* **Information provided**:
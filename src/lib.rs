pub mod adapters;
pub mod app;
pub mod domain;

#[cfg(test)]
pub(crate) mod test_support;
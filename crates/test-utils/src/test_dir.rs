//! Temporary directory management for tests.
//!
//! [`TestDir`] wraps [`tempfile::TempDir`] with a cleaner API for common
//! test patterns.

// Test utilities are expected to panic on failure - that's their purpose
#![allow(clippy::expect_used)]

use std::path::{Path, PathBuf};

use tempfile::TempDir;

/// A managed temporary directory for tests.
///
/// The directory is automatically cleaned up when this struct is dropped.
///
/// # Example
///
/// ```
/// use rollbook_test_utils::TestDir;
///
/// let dir = TestDir::new();
/// let snap_path = dir.join("registry.snap");
/// // Use snap_path for a snapshot file...
/// // Directory cleaned up when `dir` goes out of scope
/// ```
pub struct TestDir {
    inner: TempDir,
}

impl TestDir {
    /// Create a new temporary directory.
    ///
    /// # Panics
    ///
    /// Panics if the temporary directory cannot be created.
    #[must_use]
    pub fn new() -> Self {
        let inner = TempDir::new().expect("failed to create temp directory");
        Self { inner }
    }

    /// Returns the directory path.
    #[must_use]
    pub fn path(&self) -> &Path {
        self.inner.path()
    }

    /// Joins a file name onto the directory path.
    #[must_use]
    pub fn join(&self, name: &str) -> PathBuf {
        self.inner.path().join(name)
    }
}

impl Default for TestDir {
    fn default() -> Self {
        Self::new()
    }
}

#[cfg(test)]
#[allow(clippy::unwrap_used, clippy::expect_used)]
mod tests {
    use super::*;

    #[test]
    fn test_dir_exists_and_joins() {
        let dir = TestDir::new();
        assert!(dir.path().is_dir());
        let file = dir.join("a.snap");
        assert_eq!(file.parent(), Some(dir.path()));
    }

    #[test]
    fn test_dir_cleaned_up_on_drop() {
        let path = {
            let dir = TestDir::new();
            dir.path().to_path_buf()
        };
        assert!(!path.exists());
    }
}
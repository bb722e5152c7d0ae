//! Core types, errors, and audit events for the rollbook voter registry.
//!
//! This crate provides the foundational types used throughout the registry:
//! - Identifier types (`VoterId`, `Identity`)
//! - Voter records and lifecycle statuses
//! - The 32-byte metadata digest type
//! - Error types using snafu, with a machine-readable code catalog
//! - Audit event definitions and their JSON wire format

#![deny(unsafe_code)]

pub mod codec;
pub mod config;
pub mod error;
pub mod events;
pub mod hash;
pub mod types;

// Re-export commonly used types at crate root
pub use codec::{CodecError, decode, encode};
pub use config::{ConfigError, RegistryConfig};
pub use error::{ErrorCode, RegistryError, Result};
pub use events::RegistryEvent;
pub use hash::{MetadataHash, ZERO_METADATA, sha256};
pub use types::{Identity, VoterId, VoterRecord, VoterStatus};
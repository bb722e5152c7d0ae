//! Fuzz target for snapshot decoding.
//!
//! Arbitrary bytes must never panic the snapshot reader; every corruption
//! shape maps to a typed error. Inputs that do decode must re-encode into a
//! snapshot that decodes to the same state.

#![no_main]

use libfuzzer_sys::fuzz_target;

use rollbook_registry::{decode_snapshot, encode_snapshot};

fuzz_target!(|data: &[u8]| {
    if let Ok((_, state)) = decode_snapshot(data) {
        // Invariant checking must not panic on any decodable state.
        let _ = state.check_invariants();

        let bytes = encode_snapshot(&state).expect("re-encode of decoded state");
        let (_, again) = decode_snapshot(&bytes).expect("decode of fresh snapshot");
        assert_eq!(again, state);
    }
});
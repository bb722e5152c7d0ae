//! Snapshot persistence for registry state.
//!
//! Hosts with durable storage call [`write_snapshot`] at their own cadence
//! and [`read_snapshot`] on restart; the registry itself never persists
//! implicitly. The format is:
//!
//! ```text
//! magic (4 bytes, "RBSN") | version (u32 LE) | checksum (32 bytes, SHA-256
//! of body) | body (postcard-encoded SnapshotFile)
//! ```
//!
//! Writes go to a sibling temp file and are renamed into place, so a crash
//! mid-write leaves the previous snapshot intact.

use std::{
    fs,
    io::Write,
    path::Path,
};

use chrono::{DateTime, Utc};
use serde::{Deserialize, Serialize};
use snafu::{ResultExt, Snafu};
use uuid::Uuid;

use rollbook_types::{CodecError, decode, encode, sha256};

use crate::state::RegistryState;

/// Snapshot file magic bytes.
const SNAPSHOT_MAGIC: [u8; 4] = *b"RBSN";

/// Current snapshot format version.
pub const SNAPSHOT_VERSION: u32 = 1;

/// Byte length of the fixed header (magic + version + checksum).
const HEADER_LEN: usize = 4 + 4 + 32;

/// Snapshot error types.
#[derive(Debug, Snafu)]
pub enum SnapshotError {
    /// IO error during snapshot read or write.
    #[snafu(display("io error on {path}: {source}"))]
    Io {
        /// The file involved.
        path: String,
        /// The underlying IO error.
        source: std::io::Error,
    },

    /// The file is too short to carry a snapshot header.
    #[snafu(display("truncated snapshot: {len} bytes"))]
    Truncated {
        /// Observed file length.
        len: usize,
    },

    /// The file does not start with the snapshot magic bytes.
    #[snafu(display("invalid snapshot magic"))]
    InvalidMagic,

    /// The snapshot format version is not supported.
    #[snafu(display("unsupported snapshot version: {version}"))]
    UnsupportedVersion {
        /// The unsupported version number.
        version: u32,
    },

    /// The body does not match the header checksum.
    #[snafu(display("snapshot checksum mismatch"))]
    ChecksumMismatch {
        /// Checksum recorded in the header.
        expected: [u8; 32],
        /// Checksum computed from the body.
        actual: [u8; 32],
    },

    /// Error encoding or decoding the snapshot body.
    #[snafu(display("snapshot codec error: {source}"))]
    Codec {
        /// The underlying codec error.
        source: CodecError,
    },
}

/// Metadata stamped into each snapshot.
#[derive(Debug, Clone, PartialEq, Eq, Serialize, Deserialize)]
pub struct SnapshotMeta {
    /// Unique snapshot identifier.
    pub snapshot_id: Uuid,
    /// Wall-clock creation time. Informational only; registry semantics
    /// never depend on it.
    pub created_at: DateTime<Utc>,
}

#[derive(Debug, Serialize, Deserialize)]
struct SnapshotFile {
    meta: SnapshotMeta,
    state: RegistryState,
}

impl SnapshotMeta {
    fn stamp() -> Self {
        Self { snapshot_id: Uuid::new_v4(), created_at: Utc::now() }
    }
}

/// Encodes a snapshot of `state` to bytes, stamping fresh metadata.
///
/// # Errors
///
/// Returns `SnapshotError::Codec` if the body cannot be encoded.
pub fn encode_snapshot(state: &RegistryState) -> Result<Vec<u8>, SnapshotError> {
    encode_with_meta(state, SnapshotMeta::stamp())
}

fn encode_with_meta(
    state: &RegistryState,
    meta: SnapshotMeta,
) -> Result<Vec<u8>, SnapshotError> {
    let file = SnapshotFile { meta, state: state.clone() };
    let body = encode(&file).context(CodecSnafu)?;
    let checksum = sha256(&body);

    let mut out = Vec::with_capacity(HEADER_LEN + body.len());
    out.extend_from_slice(&SNAPSHOT_MAGIC);
    out.extend_from_slice(&SNAPSHOT_VERSION.to_le_bytes());
    out.extend_from_slice(&checksum);
    out.extend_from_slice(&body);
    Ok(out)
}

/// Decodes snapshot bytes, verifying magic, version, and checksum.
///
/// # Errors
///
/// Returns the specific corruption kind: `Truncated`, `InvalidMagic`,
/// `UnsupportedVersion`, `ChecksumMismatch`, or `Codec`.
pub fn decode_snapshot(bytes: &[u8]) -> Result<(SnapshotMeta, RegistryState), SnapshotError> {
    if bytes.len() < HEADER_LEN {
        return Err(SnapshotError::Truncated { len: bytes.len() });
    }
    if bytes[..4] != SNAPSHOT_MAGIC {
        return Err(SnapshotError::InvalidMagic);
    }
    let version = u32::from_le_bytes([bytes[4], bytes[5], bytes[6], bytes[7]]);
    if version != SNAPSHOT_VERSION {
        return Err(SnapshotError::UnsupportedVersion { version });
    }
    let mut expected = [0u8; 32];
    expected.copy_from_slice(&bytes[8..HEADER_LEN]);

    let body = &bytes[HEADER_LEN..];
    let actual = sha256(body);
    if actual != expected {
        return Err(SnapshotError::ChecksumMismatch { expected, actual });
    }

    let file: SnapshotFile = decode(body).context(CodecSnafu)?;
    Ok((file.meta, file.state))
}

/// Writes a snapshot of `state` to `path`, atomically via a temp file.
///
/// # Errors
///
/// Returns `SnapshotError::Codec` or `SnapshotError::Io`.
pub fn write_snapshot(state: &RegistryState, path: &Path) -> Result<SnapshotMeta, SnapshotError> {
    let meta = SnapshotMeta::stamp();
    let bytes = encode_with_meta(state, meta.clone())?;

    let tmp = path.with_extension("tmp");
    {
        let mut file = fs::File::create(&tmp)
            .context(IoSnafu { path: tmp.display().to_string() })?;
        file.write_all(&bytes).context(IoSnafu { path: tmp.display().to_string() })?;
        file.sync_all().context(IoSnafu { path: tmp.display().to_string() })?;
    }
    fs::rename(&tmp, path).context(IoSnafu { path: path.display().to_string() })?;
    tracing::debug!(path = %path.display(), snapshot_id = %meta.snapshot_id, "snapshot written");
    Ok(meta)
}

/// Reads and verifies a snapshot from `path`.
///
/// # Errors
///
/// Returns `SnapshotError::Io` or a corruption kind from
/// [`decode_snapshot`].
pub fn read_snapshot(path: &Path) -> Result<(SnapshotMeta, RegistryState), SnapshotError> {
    let bytes = fs::read(path).context(IoSnafu { path: path.display().to_string() })?;
    decode_snapshot(&bytes)
}
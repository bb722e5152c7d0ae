//! The registry's owned state and its structural invariants.
//!
//! One [`RegistryState`] exists per registry instance, lives for the service
//! lifetime, and is the unit of snapshot persistence. All fields are plain
//! data; behavior lives in the access/record/registry modules.

use std::collections::{BTreeMap, BTreeSet};

use serde::{Deserialize, Serialize};
use snafu::Snafu;

use rollbook_types::{Identity, VoterId, VoterRecord};

use crate::allocator::IdAllocator;

/// Complete registry state: administration, pause flag, id allocation, and
/// the per-identity records.
#[derive(Debug, Clone, PartialEq, Eq, Serialize, Deserialize)]
pub struct RegistryState {
    /// The sole administrator. Mutated only by admin transfer; never empty.
    pub admin: Identity,
    /// Global halt flag. While set, every mutating operation except
    /// admin-only ones fails.
    pub paused: bool,
    /// Id counter and reverse index.
    pub allocator: IdAllocator,
    /// Identities with delegated approve/revoke authority.
    pub officials: BTreeSet<Identity>,
    /// One record per registered identity; records are never deleted.
    pub records: BTreeMap<Identity, VoterRecord>,
}

impl RegistryState {
    /// Creates an unpaused registry administered by `admin`, with no
    /// officials and no records.
    pub fn new(admin: Identity) -> Self {
        Self {
            admin,
            paused: false,
            allocator: IdAllocator::new(),
            officials: BTreeSet::new(),
            records: BTreeMap::new(),
        }
    }

    /// Looks up a record by registrant identity.
    pub fn record(&self, voter: &Identity) -> Option<&VoterRecord> {
        self.records.get(voter)
    }

    /// Verifies the structural invariants of the state.
    ///
    /// Cheap enough to run after every test scenario; hosts may also run it
    /// after restoring a snapshot.
    ///
    /// # Errors
    ///
    /// Returns the first violated invariant.
    pub fn check_invariants(&self) -> Result<(), InvariantViolation> {
        for (id, identity) in self.allocator.assignments() {
            let record = self.records.get(identity).ok_or_else(|| {
                InvariantViolation::DanglingIndexEntry { id, identity: identity.clone() }
            })?;
            if record.id != id {
                return Err(InvariantViolation::IndexIdMismatch {
                    id,
                    record_id: record.id,
                    identity: identity.clone(),
                });
            }
        }

        for (identity, record) in &self.records {
            if record.id >= self.allocator.next_id() {
                return Err(InvariantViolation::CounterNotAhead {
                    id: record.id,
                    next_id: self.allocator.next_id(),
                });
            }
            if record.eligibility != record.is_eligible() {
                return Err(InvariantViolation::StaleEligibility {
                    identity: identity.clone(),
                });
            }
        }

        if self.admin.is_empty() {
            return Err(InvariantViolation::EmptyAdmin);
        }

        Ok(())
    }
}

/// A violated structural invariant, reported by
/// [`RegistryState::check_invariants`].
#[derive(Debug, Snafu)]
pub enum InvariantViolation {
    /// An index entry points at an identity with no record.
    #[snafu(display("index entry {id} points at {identity}, which has no record"))]
    DanglingIndexEntry {
        /// The orphaned index key.
        id: VoterId,
        /// The identity the index names.
        identity: Identity,
    },

    /// An index entry and its record disagree on the id.
    #[snafu(display("index entry {id} resolves to {identity} whose record carries {record_id}"))]
    IndexIdMismatch {
        /// The index key.
        id: VoterId,
        /// The id stored in the record.
        record_id: VoterId,
        /// The identity both refer to.
        identity: Identity,
    },

    /// An assigned id is not strictly below the counter.
    #[snafu(display("assigned id {id} is not below the counter {next_id}"))]
    CounterNotAhead {
        /// The out-of-range assigned id.
        id: VoterId,
        /// The counter value.
        next_id: VoterId,
    },

    /// A record's cached eligibility flag disagrees with its status.
    #[snafu(display("cached eligibility for {identity} disagrees with status"))]
    StaleEligibility {
        /// The affected identity.
        identity: Identity,
    },

    /// The admin identity is empty.
    #[snafu(display("admin identity is empty"))]
    EmptyAdmin,
}
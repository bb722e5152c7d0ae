//! Digest types and hashing helpers for the voter registry.
//!
//! The registry treats metadata digests as opaque 32-byte values and never
//! verifies a preimage. SHA-256 is used internally for snapshot integrity
//! checksums.

use sha2::{Digest, Sha256};
use snafu::Snafu;

/// Opaque 32-byte metadata digest attached to each voter record.
///
/// The registry stores and returns this value verbatim; interpretation and
/// preimage verification belong to collaborating subsystems.
pub type MetadataHash = [u8; 32];

/// All-zero digest. Legal as a metadata value, since registration imposes no
/// structure on the digest bytes.
pub const ZERO_METADATA: MetadataHash = [0u8; 32];

/// Compute SHA-256 of arbitrary data.
///
/// Used for snapshot body checksums, not for metadata digests.
#[inline]
pub fn sha256(data: &[u8]) -> [u8; 32] {
    let mut hasher = Sha256::new();
    hasher.update(data);
    hasher.finalize().into()
}

/// Error parsing a hex-encoded digest.
#[derive(Debug, Snafu)]
pub enum HashParseError {
    /// Input was not 64 hex characters.
    #[snafu(display("expected 64 hex characters, got {len}"))]
    BadLength {
        /// Length of the rejected input.
        len: usize,
    },

    /// Input contained a non-hex character.
    #[snafu(display("invalid hex: {source}"))]
    BadHex {
        /// The underlying hex decode error.
        source: hex::FromHexError,
    },
}

/// Renders a digest as lowercase hex (64 characters).
pub fn to_hex(hash: &MetadataHash) -> String {
    hex::encode(hash)
}

/// Parses a 64-character hex string into a digest.
pub fn parse_hex(s: &str) -> Result<MetadataHash, HashParseError> {
    if s.len() != 64 {
        return Err(HashParseError::BadLength { len: s.len() });
    }
    let bytes = hex::decode(s).map_err(|source| HashParseError::BadHex { source })?;
    let mut out = ZERO_METADATA;
    out.copy_from_slice(&bytes);
    Ok(out)
}

#[cfg(test)]
#[allow(clippy::unwrap_used, clippy::expect_used, clippy::disallowed_methods)]
mod tests {
    use super::*;

    #[test]
    fn test_sha256_empty_input() {
        // SHA-256(""), the canonical empty-input digest.
        assert_eq!(
            to_hex(&sha256(b"")),
            "e3b0c44298fc1c149afbf4c8996fb92427ae41e4649b934ca495991b7852b855"
        );
    }

    #[test]
    fn test_hex_roundtrip() {
        let digest = sha256(b"voter metadata");
        let encoded = to_hex(&digest);
        assert_eq!(encoded.len(), 64);
        assert_eq!(parse_hex(&encoded).expect("parse"), digest);
    }

    #[test]
    fn test_parse_hex_rejects_short_input() {
        let err = parse_hex("abcd").unwrap_err();
        assert!(matches!(err, HashParseError::BadLength { len: 4 }));
    }

    #[test]
    fn test_parse_hex_rejects_non_hex() {
        let bad = "zz".repeat(32);
        assert!(matches!(parse_hex(&bad), Err(HashParseError::BadHex { .. })));
    }

    #[test]
    fn test_zero_metadata_is_all_zero() {
        assert_eq!(ZERO_METADATA, [0u8; 32]);
        assert_eq!(to_hex(&ZERO_METADATA), "0".repeat(64));
    }
}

* **What the task requires**:
Which of the lines in the data hold the string "cannot"? Report each of them by copying it.

* **Output below**:
    /// Panics if the temporary directory cannot be created.
/// Returns `SnapshotError::Codec` if the body cannot be encoded.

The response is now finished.